Jones et al22 extracted the coronary arteries and thoracic aortas from male rats and placed them in a physiological buffer. Vessels had either a denuded endothelium, flutamide or KCl treatment, or were controls. Before treatment, each vessel was incubated in prostaglandin‐F (PGF), a contractile agent, before treatment until maximum contraction had been achieved. Testosterone was then administered at concentrations between 0.1 and 100 μmol/L. There was no difference between the relaxation percentages of vessels with and without an endothelium at different testosterone concentrations. Relaxation percentages of control vessels and vessels treated with flutamide did not differ either. There was no difference in the concentration‐response curve of testosterone in vessels preconstricted with KCl instead of PGF.22 The ineffectiveness of endothelial denudation and flutamide incubation on relaxation percentages suggests that testosterone's vasodilatory effect is independent of both the endothelium and androgen receptors.

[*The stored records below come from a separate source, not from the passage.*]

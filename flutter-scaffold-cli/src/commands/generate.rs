//! Project structure generation command

use std::fmt::Write as _;
use std::path::PathBuf;

use anyhow::{Context, Result};
use console::{style, Term};
use flutter_scaffold::config::ScaffoldConfig;
use flutter_scaffold::manifest::{self, ManifestStatus, MANIFEST_FILE};
use flutter_scaffold::prelude::*;

use crate::confirm::{Confirm, FixedAnswer, PromptConfirm};
use crate::reporter::ConsoleReporter;

/// What happened in the manifest step
#[derive(Debug)]
pub enum ManifestStep {
    /// Turned off by `--skip-manifest` or `manifest.patch = false`
    Disabled,
    /// Completed with this event
    Done(GenerationEvent),
    /// Reading, confirming or writing the manifest failed
    Failed(anyhow::Error),
}

/// Result of a generate run
#[derive(Debug)]
pub struct GenerateOutcome {
    /// Project name the templates were rendered with
    pub project_name: String,
    /// Catalog materialization results
    pub summary: GenerationSummary,
    /// Manifest patch result, reported separately from the catalog
    pub manifest: ManifestStep,
}

impl GenerateOutcome {
    /// Whether any catalog action or the manifest step failed
    #[must_use]
    pub fn has_failures(&self) -> bool {
        self.summary.has_failures() || matches!(self.manifest, ManifestStep::Failed(_))
    }

    /// Paths created plus a patched manifest
    #[must_use]
    pub fn created_count(&self) -> usize {
        let patched = matches!(
            self.manifest,
            ManifestStep::Done(GenerationEvent::ManifestPatched { .. })
        );
        self.summary.created_count() + usize::from(patched)
    }
}

/// Generate the Flutter project structure in an existing project root
pub struct GenerateCommand {
    root: Option<PathBuf>,
    assume_yes: bool,
    skip_manifest: bool,
}

impl GenerateCommand {
    /// Create a new command instance
    ///
    /// # Arguments
    ///
    /// * `root` - Project root; `None` means no root is available
    /// * `assume_yes` - Overwrite the manifest without asking
    /// * `skip_manifest` - Do not touch the manifest at all
    #[must_use]
    pub const fn new(root: Option<PathBuf>, assume_yes: bool, skip_manifest: bool) -> Self {
        Self {
            root,
            assume_yes,
            skip_manifest,
        }
    }

    /// Execute the command with console output
    pub fn execute(&self) -> Result<()> {
        let mut reporter = if Term::stderr().is_term() {
            ConsoleReporter::new(true)?
        } else {
            ConsoleReporter::hidden(true)
        };
        let yes = FixedAnswer(true);
        let prompt = PromptConfirm::suspending(reporter.progress());
        let confirm: &dyn Confirm = if self.assume_yes { &yes } else { &prompt };

        let outcome = self.run(&mut reporter, confirm);
        reporter.finish();
        let outcome = outcome?;

        print!("{}", self.summary_text(&outcome)?);

        if outcome.has_failures() {
            anyhow::bail!(
                "{} of the project structure could not be generated; fix the errors above and rerun",
                outcome.project_name
            );
        }
        Ok(())
    }

    /// Run generation, sending every event to `reporter`
    ///
    /// Fails outright only when there is no usable project root or the
    /// configuration is invalid; per-path failures are in the outcome.
    pub fn run(&self, reporter: &mut dyn Reporter, confirm: &dyn Confirm) -> Result<GenerateOutcome> {
        let context = ProjectContext::derive(self.root.as_deref())?;
        let config = ScaffoldConfig::load(context.root())
            .with_context(|| format!("Failed to load configuration for {}", context.name()))?;
        let catalog = TemplateCatalog::flutter(&config.layout)?;

        tracing::info!(
            project = context.name(),
            entries = catalog.len(),
            "generating project structure"
        );

        let events = materialize(&catalog, &context, reporter);
        let summary = GenerationSummary::from_events(&events);

        let manifest = if self.skip_manifest || !config.manifest.patch {
            ManifestStep::Disabled
        } else {
            let needs_confirm = config.manifest.confirm && !self.assume_yes;
            Self::manifest_step(&context, needs_confirm, reporter, confirm)
        };

        Ok(GenerateOutcome {
            project_name: context.name().to_string(),
            summary,
            manifest,
        })
    }

    fn manifest_step(
        context: &ProjectContext,
        needs_confirm: bool,
        reporter: &mut dyn Reporter,
        confirm: &dyn Confirm,
    ) -> ManifestStep {
        let status = match manifest::inspect(context.root()) {
            Ok(status) => status,
            Err(err) => return ManifestStep::Failed(err.into()),
        };

        let approved = if status == ManifestStatus::NeedsPatch && needs_confirm {
            let prompt = format!(
                "{MANIFEST_FILE} does not declare flutter_bloc. Replace the whole file? Existing content will be lost"
            );
            match confirm.confirm(&prompt) {
                Ok(answer) => answer,
                Err(err) => return ManifestStep::Failed(err),
            }
        } else {
            true
        };

        let event = if approved {
            match patch_manifest(context.root(), context.name()) {
                Ok(event) => event,
                Err(err) => return ManifestStep::Failed(err.into()),
            }
        } else {
            manifest::declined()
        };

        reporter.report(&event);
        ManifestStep::Done(event)
    }

    /// Partial-success summary listing every path, plus the closing line
    pub fn summary_text(&self, outcome: &GenerateOutcome) -> Result<String> {
        let mut out = String::from("\n");
        write!(out, "{} {}", style("Summary:").bold(), outcome.summary)?;

        match &outcome.manifest {
            ManifestStep::Disabled => {}
            ManifestStep::Done(event) => writeln!(out, "  {event}")?,
            ManifestStep::Failed(err) => {
                writeln!(out, "  {} {err:#}", style("Manifest step failed:").red().bold())?;
            }
        }

        writeln!(out)?;
        if outcome.has_failures() {
            writeln!(
                out,
                "{}",
                style("Some paths failed. Rerun after fixing them; existing files are never overwritten.")
                    .yellow()
            )?;
        } else if self.skip_manifest {
            writeln!(
                out,
                "{} Created {} paths (manifest untouched)",
                style("✓").green().bold(),
                outcome.created_count()
            )?;
        } else {
            writeln!(
                out,
                "{} Project \"{}\" structure generated: created {} paths",
                style("✓").green().bold(),
                style(&outcome.project_name).cyan().bold(),
                outcome.created_count()
            )?;
        }
        Ok(out)
    }
}
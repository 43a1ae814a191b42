//! Property tests for placeholder substitution

use flutter_scaffold::catalog::{render, Placeholders, TemplateCatalog};
use flutter_scaffold::config::LayoutSettings;
use flutter_scaffold::context::PROJECT_NAME;
use proptest::prelude::*;

fn name_only(name: &str) -> Placeholders {
    [(PROJECT_NAME, name)].into_iter().collect()
}

proptest! {
    /// Text without `{{` is never changed
    #[test]
    fn prop_plain_text_is_identity(text in "[^{]*", name in "[a-z_]{1,20}") {
        prop_assert_eq!(render(&text, &name_only(&name)), text);
    }

    /// `{{projectName}}` between arbitrary brace-free text is replaced verbatim
    #[test]
    fn prop_project_name_substituted(
        before in "[^{}]*",
        after in "[^{}]*",
        name in "[a-zA-Z0-9_\\-]{1,30}",
    ) {
        let template = format!("{before}{{{{projectName}}}}{after}");
        prop_assert_eq!(
            render(&template, &name_only(&name)),
            format!("{before}{name}{after}")
        );
    }

    /// Surrounding braces never hide a bound token
    #[test]
    fn prop_project_name_substituted_among_braces(
        before in "[a-z {}:;]*",
        after in "[a-z {}:;]*",
        name in "[a-z_]{1,20}",
    ) {
        // the generators cannot spell `projectName`, so only the inserted token matches
        let template = format!("{before}{{{{projectName}}}}{after}");
        let rendered = render(&template, &name_only(&name));
        let expected = format!("{before}{name}{after}");
        prop_assert_eq!(rendered, expected);
    }

    /// Unknown keys survive rendering untouched
    #[test]
    fn prop_unknown_key_verbatim(key in "[a-z]{1,12}", name in "[a-z_]{1,20}") {
        prop_assume!(key != PROJECT_NAME);
        let template = format!("x {{{{{key}}}}} y");
        prop_assert_eq!(render(&template, &name_only(&name)), template);
    }

    /// Rendering is a pure function of template and bindings
    #[test]
    fn prop_render_deterministic(name in "[a-z_]{1,20}") {
        let catalog = TemplateCatalog::flutter(&LayoutSettings::default()).unwrap();
        let placeholders = name_only(&name);
        for file in catalog.files() {
            let a = render(file.template(), &placeholders);
            let b = render(file.template(), &placeholders);
            prop_assert_eq!(&a, &b);
            prop_assert!(!a.contains("{{projectName}}"));
        }
    }
}

#[test]
fn test_quick_wash_in_every_template() {
    let catalog = TemplateCatalog::flutter(&LayoutSettings::default()).unwrap();
    let placeholders = name_only("quick_wash");

    for file in catalog.files() {
        let template = file.template();
        let rendered = render(template, &placeholders);
        assert_eq!(
            rendered,
            template.replace("{{projectName}}", "quick_wash"),
            "{}",
            file.path().display()
        );
    }
}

Much evidence for the vasodilatory effects of testosterone exists, but less is known about the mechanism through which testosterone causes vasodilation. Scragg et al23 examined the possibility that testosterone is an inhibitor of voltage‐gated calcium (Ca2+) channels. The authors examined smooth muscle cells from rats using whole‐cell patch‐clamps to record electrical currents. Increased concentrations of testosterone yielded a decrease in the testosterone to control current ratio (I[test]/I[control]) in L‐type Ca2+ at 10−7 mol/L, or approximately physiological levels. This suggests that testosterone inhibits the L‐type Ca2+ channel. An inhibition of T‐type Ca2+ channels was also seen, but only at supraphysiological testosterone levels.23 Thus, testosterone may have further vasodilatory effects at supraphysiological levels.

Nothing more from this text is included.